HANOVER TWP. – Dawn Mendygral is encouraged by the outpouring of support she and her son have received since going public on Thursday with allegations of bullying by a teacher.
“I expected some response,” Mendygral, 41, of Hanover Township said. “I was inundated. It’s a positive thing. Jared is happy, too.”
Mendygral and her son, Jared Swank, an 18-year-old senior at Hanover Area Junior/Senior High School, met with members of the press on Thursday afternoon and Mendygral addressed the Hanover Area School Board Thursday night.
They say a teacher used her iPhone to videotape Swank, who is openly gay, and his transgender date dancing at the prom last week and then uploaded the video to a computer and showed it to students in her science class three days later.
Though Mendygral and her son have identified the teacher, The Times Leader is withholding the name because it has not been independently confirmed she is the subject of investigation by Hanover Area school officials.
Mendygral said she and Swank have a meeting and interview scheduled with district officials on Tuesday as part of that probe.
They went public with the allegations with assistance from the NEPA Rainbow Alliance because Mendygral complained to the school principal in the past about bullying incidents and was that told they would be looked into, but the bullying continued and got worse, Mendygral said.

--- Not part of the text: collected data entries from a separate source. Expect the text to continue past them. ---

//! Logical to physical table name resolution.

use crate::db::{DbError, DbResult};
use once_cell::sync::Lazy;
use regex::Regex;

static PREFIX_PATTERN: Lazy<Regex> = Lazy::new(|| {
    Regex::new(r"^(?:[A-Za-z_][A-Za-z0-9_]*)?$").expect("table prefix pattern should compile")
});

/// Prefix convention applied to every logical table name.
///
/// Resolution is pure: the same logical name always maps to the same
/// physical name for a given prefix.
#[derive(Debug, Clone, Default, PartialEq, Eq)]
pub struct TableNaming {
    prefix: String,
}

impl TableNaming {
    /// # Errors
    /// Returns `DbError::InvalidSchema` unless `prefix` is empty or an
    /// identifier (`[A-Za-z_][A-Za-z0-9_]*`).
    pub fn new(prefix: &str) -> DbResult<Self> {
        if !PREFIX_PATTERN.is_match(prefix) {
            return Err(DbError::InvalidSchema(format!(
                "table prefix `{prefix}` must be empty or an identifier"
            )));
        }
        Ok(Self {
            prefix: prefix.to_string(),
        })
    }

    pub fn prefix(&self) -> &str {
        &self.prefix
    }

    pub fn resolve(&self, logical: &str) -> String {
        format!("{}{logical}", self.prefix)
    }
}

Mendygral said she has spoken with an attorney about the issue but has not retained counsel. “My goal was not to sue her, my goal was to expose her,” she said.
Mendygral said several former Hanover Area students have contacted her and applauded her going public because they too experienced bullying in the school district when they were students, with some naming the same teacher involved in the video incident.

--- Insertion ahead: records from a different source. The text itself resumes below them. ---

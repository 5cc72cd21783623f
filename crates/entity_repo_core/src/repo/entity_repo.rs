//! Generic CRUD repository configured by an `Entity` descriptor.
//!
//! # Responsibility
//! - Normalize primary key arguments and build key predicates.
//! - Dispatch create/read/update/delete to the `QueryExecutor`.
//! - Materialize fetched rows into entity instances.
//!
//! # Invariants
//! - Every public operation issues at most one statement.
//! - Key problems (missing attribute, scalar for composite key) fail before
//!   any statement runs, so they never cause a partial mutation.
//! - Key attributes never appear in an UPDATE assignment list.
//! - All values, key values included, are bound as statement parameters.

use crate::executor::{Filter, QueryExecutor, SqliteExecutor, RESERVED_PARAM_PREFIX};
use crate::model::entity::{DeleteTarget, Descriptor, Entity, Payload, PrimaryKey};
use crate::model::record::{Record, Value};
use crate::repo::{RepoError, RepoResult};
use crate::schema::SchemaAccessor;
use log::debug;
use std::marker::PhantomData;
use std::time::Instant;

/// Repository over a SQLite executor serving both collaborator roles.
pub type SqliteEntityRepository<'x, 'conn, E> =
    EntityRepository<'x, E, SqliteExecutor<'conn>, SqliteExecutor<'conn>>;

/// Refinements for `EntityRepository::get_set`. All parts are optional.
#[derive(Debug, Clone, Default, PartialEq)]
pub struct SetQuery {
    pub filter: Filter,
    /// Ordering clause such as `name ASC, id DESC`.
    pub order: Option<String>,
    pub limit: Option<u32>,
    /// Only applied together with `limit`.
    pub offset: Option<u32>,
}

impl SetQuery {
    pub fn new() -> Self {
        Self::default()
    }

    pub fn with_filter(mut self, filter: Filter) -> Self {
        self.filter = filter;
        self
    }

    pub fn with_order(mut self, order: impl Into<String>) -> Self {
        self.order = Some(order.into());
        self
    }

    pub fn with_limit(mut self, limit: u32, offset: Option<u32>) -> Self {
        self.limit = Some(limit);
        self.offset = offset;
        self
    }
}

/// CRUD engine for entity type `E`.
///
/// Holds no mutable state: concurrent use is as safe as the borrowed
/// executor allows.
pub struct EntityRepository<'x, E, Q, S> {
    query: &'x Q,
    schema: &'x S,
    _entity: PhantomData<fn() -> E>,
}

impl<'x, E, Q, S> EntityRepository<'x, E, Q, S>
where
    E: Entity,
    Q: QueryExecutor,
    S: SchemaAccessor,
{
    /// Builds a repository without touching the database.
    ///
    /// # Errors
    /// - `EmptyPrimaryKey` when `E::PRIMARY_KEY` is empty.
    pub fn new(query: &'x Q, schema: &'x S) -> RepoResult<Self> {
        if E::PRIMARY_KEY.is_empty() {
            return Err(RepoError::EmptyPrimaryKey { table: E::TABLE });
        }
        Ok(Self {
            query,
            schema,
            _entity: PhantomData,
        })
    }

    /// Builds a repository after checking the table and its key columns exist.
    ///
    /// # Errors
    /// - `EmptyPrimaryKey`, `MissingRequiredTable`, `MissingRequiredColumn`.
    pub fn try_new(query: &'x Q, schema: &'x S) -> RepoResult<Self> {
        let repo = Self::new(query, schema)?;
        repo.ensure_table_ready()?;
        Ok(repo)
    }

    pub fn descriptor(&self) -> Descriptor {
        E::descriptor()
    }

    /// Physical table name resolved by the query executor.
    pub fn table_name(&self) -> String {
        self.query.table_name(E::TABLE)
    }

    /// Inserts `data` with every field bound as a value.
    ///
    /// Returns the generated row identifier, or `None` when the executor
    /// reports no inserted row. For composite keys the identifier is the
    /// engine rowid and is not checked against the key attributes.
    pub fn create<'p>(&self, data: impl Into<Payload<'p, E>>) -> RepoResult<Option<i64>>
    where
        E: 'p,
    {
        let started_at = Instant::now();
        let payload: Payload<'p, E> = data.into();
        let record = payload.to_record();
        let table = self.table_name();

        let inserted = self.query.insert(&table, &record)?;
        if inserted == 0 {
            log_call("entity_create", &table, started_at, 0);
            return Ok(None);
        }
        let id = self.query.last_insert_id(&table)?;
        log_call("entity_create", &table, started_at, inserted);
        Ok(Some(id))
    }

    /// Fetches the entity addressed by `pk`.
    ///
    /// A scalar binds to the sole key attribute; a mapping is used as-is, one
    /// equality predicate per entry. Only the first matching row is read.
    pub fn get_one(&self, pk: impl Into<PrimaryKey>) -> RepoResult<Option<E>> {
        let started_at = Instant::now();
        let key = self.normalize_key(pk.into())?;
        let table = self.table_name();
        let filter = self.key_filter(&key);

        let select = self.query.select().from(table.as_str(), &["*"]).filter(&filter);
        let found = self.query.fetch_row(&select, &filter.bind)?;
        log_call("entity_get_one", &table, started_at, usize::from(found.is_some()));

        found.map(E::from_record).transpose()
    }

    /// Fetches every entity matching `query`, in storage order unless an
    /// ordering is given. Returns an empty vector when nothing matches.
    pub fn get_set(&self, query: &SetQuery) -> RepoResult<Vec<E>> {
        let started_at = Instant::now();
        let table = self.table_name();

        let mut select = self
            .query
            .select()
            .from(table.as_str(), &["*"])
            .filter(&query.filter);
        if let Some(order) = query.order.as_deref() {
            select = select.order(order);
        }
        if let Some(limit) = query.limit {
            select = select.limit(limit, query.offset);
        }

        let rows = self.query.fetch_all(&select, &query.filter.bind)?;
        log_call("entity_get_set", &table, started_at, rows.len());
        rows.into_iter().map(E::from_record).collect()
    }

    /// Updates the row addressed by the key attributes found in `data`.
    pub fn update_one<'p>(&self, data: impl Into<Payload<'p, E>>) -> RepoResult<usize>
    where
        E: 'p,
    {
        self.update_by_pk(data, None)
    }

    /// Updates one row with the non-key fields of `data`.
    ///
    /// Without `id` the key is projected from `data`; a mapping `id` is used
    /// as-is; a scalar `id` binds to the sole key attribute. Key attributes in
    /// `data` are dropped from the assignment list either way.
    ///
    /// Returns the affected-row count; `0` when no row matched (or, on some
    /// engines, when nothing changed).
    pub fn update_by_pk<'p>(
        &self,
        data: impl Into<Payload<'p, E>>,
        id: Option<PrimaryKey>,
    ) -> RepoResult<usize>
    where
        E: 'p,
    {
        let started_at = Instant::now();
        let payload: Payload<'p, E> = data.into();
        let record = payload.to_record();
        let key = match id {
            Some(id) => self.normalize_key(id)?,
            None => self.extract_key(&record)?,
        };

        let values = assignments::<E>(&record, &key);
        if values.is_empty() {
            return Err(RepoError::EmptyAssignment { table: E::TABLE });
        }

        let table = self.table_name();
        let updated = self.query.update(&table, &values, &self.key_filter(&key))?;
        log_call("entity_update", &table, started_at, updated);
        Ok(updated)
    }

    /// Deletes the row addressed by `target`.
    ///
    /// Mappings and entities are projected onto the key attributes, so extra
    /// fields are ignored and missing key attributes fail the call.
    pub fn delete_one<'p>(&self, target: impl Into<DeleteTarget<'p, E>>) -> RepoResult<usize>
    where
        E: 'p,
    {
        let started_at = Instant::now();
        let target: DeleteTarget<'p, E> = target.into();
        let key = match target {
            DeleteTarget::Key(PrimaryKey::Composite(mapping)) => self.extract_key(&mapping)?,
            DeleteTarget::Key(scalar) => self.normalize_key(scalar)?,
            DeleteTarget::Entity(entity) => self.extract_key(&entity.to_record())?,
        };

        let table = self.table_name();
        let deleted = self.query.delete(&table, &self.key_filter(&key))?;
        log_call("entity_delete", &table, started_at, deleted);
        Ok(deleted)
    }

    /// Deletes every row matching `filter`.
    ///
    /// # Errors
    /// - `UnboundedBulkMutation` when `filter` has no predicate.
    pub fn delete_set(&self, filter: &Filter) -> RepoResult<usize> {
        if filter.is_empty() {
            return Err(RepoError::UnboundedBulkMutation {
                table: E::TABLE,
                operation: "delete_set",
            });
        }

        let started_at = Instant::now();
        let table = self.table_name();
        let deleted = self.query.delete(&table, filter)?;
        log_call("entity_delete_set", &table, started_at, deleted);
        Ok(deleted)
    }

    /// Assigns the non-key fields of `data` on every row matching `filter`.
    ///
    /// # Errors
    /// - `UnboundedBulkMutation` when `filter` has no predicate.
    /// - `EmptyAssignment` when `data` carries only key attributes.
    pub fn update_set<'p>(
        &self,
        data: impl Into<Payload<'p, E>>,
        filter: &Filter,
    ) -> RepoResult<usize>
    where
        E: 'p,
    {
        if filter.is_empty() {
            return Err(RepoError::UnboundedBulkMutation {
                table: E::TABLE,
                operation: "update_set",
            });
        }

        let started_at = Instant::now();
        let payload: Payload<'p, E> = data.into();
        let values = assignments::<E>(&payload.to_record(), &Record::new());
        if values.is_empty() {
            return Err(RepoError::EmptyAssignment { table: E::TABLE });
        }

        let table = self.table_name();
        let updated = self.query.update(&table, &values, filter)?;
        log_call("entity_update_set", &table, started_at, updated);
        Ok(updated)
    }

    /// Projects `data` onto the primary key attributes.
    ///
    /// # Errors
    /// - `MissingKeyAttribute` naming the first absent or `NULL` attribute.
    pub fn key_of<'p>(&self, data: impl Into<Payload<'p, E>>) -> RepoResult<Record>
    where
        E: 'p,
    {
        let payload: Payload<'p, E> = data.into();
        self.extract_key(&payload.to_record())
    }

    fn normalize_key(&self, pk: PrimaryKey) -> RepoResult<Record> {
        match pk {
            PrimaryKey::Scalar(value) => {
                let descriptor = E::descriptor();
                if descriptor.is_composite() {
                    return Err(RepoError::ScalarKeyForCompositeKey {
                        table: E::TABLE,
                        attributes: descriptor.primary_key.len(),
                    });
                }
                let mut key = Record::new();
                key.insert(descriptor.first_key_attribute().to_string(), value);
                Ok(key)
            }
            PrimaryKey::Composite(mapping) if mapping.is_empty() => {
                Err(RepoError::EmptyKey { table: E::TABLE })
            }
            PrimaryKey::Composite(mapping) => Ok(mapping),
        }
    }

    fn extract_key(&self, data: &Record) -> RepoResult<Record> {
        let mut key = Record::new();
        for attribute in E::PRIMARY_KEY {
            match data.get(*attribute) {
                Some(value) if *value != Value::Null => {
                    key.insert(attribute.to_string(), value.clone());
                }
                _ => {
                    return Err(RepoError::MissingKeyAttribute {
                        table: E::TABLE,
                        attribute: *attribute,
                    });
                }
            }
        }
        Ok(key)
    }

    // Predicates follow declared key order; other mapping entries go last.
    fn key_filter(&self, key: &Record) -> Filter {
        let mut entries: Vec<(&String, &Value)> = key.iter().collect();
        entries.sort_by_key(|(column, _)| {
            E::PRIMARY_KEY
                .iter()
                .position(|attribute| *attribute == column.as_str())
                .unwrap_or(usize::MAX)
        });

        let mut filter = Filter::new();
        for (index, (column, value)) in entries.into_iter().enumerate() {
            let slot = format!("{RESERVED_PARAM_PREFIX}key_{index}");
            filter = filter
                .and(format!("{} = :{slot}", self.query.quote_identifier(column)))
                .bind(slot, value.clone());
        }
        filter
    }

    fn ensure_table_ready(&self) -> RepoResult<()> {
        let table = self.schema.physical_table_name(E::TABLE);
        if !self.schema.table_exists(&table)? {
            return Err(RepoError::MissingRequiredTable(table));
        }

        let columns = self.schema.table_columns(&table)?;
        for attribute in E::PRIMARY_KEY {
            if !columns.iter().any(|column| column == *attribute) {
                return Err(RepoError::MissingRequiredColumn {
                    table,
                    column: *attribute,
                });
            }
        }
        Ok(())
    }
}

/// Fields of `data` that are neither declared key attributes nor in `key`.
fn assignments<E: Entity>(data: &Record, key: &Record) -> Record {
    let descriptor = E::descriptor();
    data.iter()
        .filter(|(column, _)| {
            !descriptor.is_key_attribute(column.as_str()) && !key.contains_key(column.as_str())
        })
        .map(|(column, value)| (column.clone(), value.clone()))
        .collect()
}

fn log_call(event: &'static str, table: &str, started_at: Instant, rows: usize) {
    debug!(
        "event={} module=repo status=ok table={} rows={} duration_ms={}",
        event,
        table,
        rows,
        started_at.elapsed().as_millis()
    );
}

Both Mendygral and Lori Prashker-Thomas, program assistant at the Rainbow Alliance, said current and former students should report any past bullying by teachers to Superintendent Anthony Podczasy so that it’s put on record in the investigation and so the school board can be made aware that a problem of bullying by teachers does exist in the school district.
A pervasive problem
A 2005 study by Alan McEvoy, professor of sociology and department head at Northern Michigan University, suggests that bullying by teachers is a pervasive problem.
Data in the study, titled “Teachers Who Bully Students: Patterns and Policy Implications,” suggest that school policies and responses to reports of abusive behavior by teachers generally are ineffective or do not exist, and few schools have any avenue to address legitimate grievances.

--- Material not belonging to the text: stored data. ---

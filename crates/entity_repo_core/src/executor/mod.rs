//! Statement execution contract and its SQLite implementation.
//!
//! # Responsibility
//! - Define the `QueryExecutor` seam the generic repository depends on.
//! - Carry caller predicates and their bound parameters (`Filter`, `Bind`).
//!
//! # Invariants
//! - Every executor call runs exactly one statement.
//! - Parameter names starting with `__` are reserved for executor/repository
//!   generated placeholders.

mod naming;
mod select;
mod sqlite;

pub use naming::TableNaming;
pub use select::SelectQuery;
pub use sqlite::{quote_identifier, quote_literal, SqliteExecutor};

use crate::db::DbResult;
use crate::model::record::{Record, Value};

/// Prefix for placeholders generated inside this crate.
pub const RESERVED_PARAM_PREFIX: &str = "__";

/// Runs statements, escapes identifiers/values and resolves table names.
///
/// Table arguments are physical names, already passed through `table_name`.
pub trait QueryExecutor {
    /// Inserts one row; returns the affected-row count.
    fn insert(&self, table: &str, values: &Record) -> DbResult<usize>;
    /// Identifier generated by the most recent successful insert.
    fn last_insert_id(&self, table: &str) -> DbResult<i64>;
    /// Assigns `values` on every row matching `filter`.
    fn update(&self, table: &str, values: &Record, filter: &Filter) -> DbResult<usize>;
    /// Deletes every row matching `filter`.
    fn delete(&self, table: &str, filter: &Filter) -> DbResult<usize>;

    fn select(&self) -> SelectQuery {
        SelectQuery::new()
    }

    /// First row produced by `query`, if any.
    fn fetch_row(&self, query: &SelectQuery, bind: &Bind) -> DbResult<Option<Record>>;
    fn fetch_all(&self, query: &SelectQuery, bind: &Bind) -> DbResult<Vec<Record>>;

    fn quote_identifier(&self, name: &str) -> String;
    fn quote(&self, value: &Value) -> String;
    /// Resolves a logical table name through the naming convention.
    fn table_name(&self, logical: &str) -> String;
}

/// Parameter values for placeholders in predicate fragments.
///
/// Named values are keyed without their sigil (`id` binds `:id`, `@id` or
/// `$id`). Positional values fill unnamed `?` slots in statement order.
#[derive(Debug, Clone, Default, PartialEq)]
pub struct Bind {
    pub named: Record,
    pub positional: Vec<Value>,
}

impl Bind {
    pub fn new() -> Self {
        Self::default()
    }

    pub fn named(values: Record) -> Self {
        Self {
            named: values,
            positional: Vec::new(),
        }
    }

    pub fn positional(values: Vec<Value>) -> Self {
        Self {
            named: Record::new(),
            positional: values,
        }
    }

    pub fn with(mut self, name: impl Into<String>, value: Value) -> Self {
        self.named.insert(name.into(), value);
        self
    }

    pub fn push(mut self, value: Value) -> Self {
        self.positional.push(value);
        self
    }

    pub fn is_empty(&self) -> bool {
        self.named.is_empty() && self.positional.is_empty()
    }
}

/// Conjunction of predicate fragments in SQLite syntax plus their parameters.
#[derive(Debug, Clone, Default, PartialEq)]
pub struct Filter {
    pub predicates: Vec<String>,
    pub bind: Bind,
}

impl Filter {
    pub fn new() -> Self {
        Self::default()
    }

    /// Single-fragment filter, e.g. `Filter::clause("name = :name")`.
    pub fn clause(predicate: impl Into<String>) -> Self {
        Self::new().and(predicate)
    }

    pub fn and(mut self, predicate: impl Into<String>) -> Self {
        self.predicates.push(predicate.into());
        self
    }

    pub fn bind(mut self, name: impl Into<String>, value: Value) -> Self {
        self.bind.named.insert(name.into(), value);
        self
    }

    pub fn bind_positional(mut self, value: Value) -> Self {
        self.bind.positional.push(value);
        self
    }

    pub fn is_empty(&self) -> bool {
        self.predicates.is_empty()
    }

    /// `(p1) AND (p2) ...`, or `None` without predicates.
    pub fn to_sql(&self) -> Option<String> {
        render_conjunction(&self.predicates)
    }
}

pub(crate) fn render_conjunction(predicates: &[String]) -> Option<String> {
    if predicates.is_empty() {
        return None;
    }
    Some(
        predicates
            .iter()
            .map(|predicate| format!("({predicate})"))
            .collect::<Vec<_>>()
            .join(" AND "),
    )
}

The study defines bullying by teachers or other school personnel, such as coaches, as “a pattern of conduct, rooted in a power differential, that threatens, harms, humiliates, induces fear or causes students substantial emotional distress, and serves no legitimate academic or ethical purpose.”
Significant is the fact that a teacher who bullies usually receives no retribution or other negative consequences. The classroom is the most common place for such bullying to occur, McEvoy says.
Bullying by a teacher is similar to peer-to-peer bullying in some respects.
“Victims may be chosen on the basis of apparent vulnerability (for example, someone who can’t or won’t fight back), or because the target is seen as someone others will not defend (for example, gay or lesbian), or because of some devalued personal trait,” McEvoy says.
McEvoy says that once targeted, the victim is treated in a manner that sets him or her apart from peers, and there may be frequent references to how the student differs from others who presumably are more capable or valued. As a consequence, the student may also become a scapegoat among peers.
Teachers who bully feel their abusive conduct is justified and will claim provocation by their targets. They often will disguise their behavior as “motivation” or an appropriate part of instruction. And sometimes they disguise abuse as appropriate disciplinary response to unacceptable behavior by the target, McEvoy says.
“The target, however, is subjected to deliberate humiliation that can never serve a legitimate educational purpose.”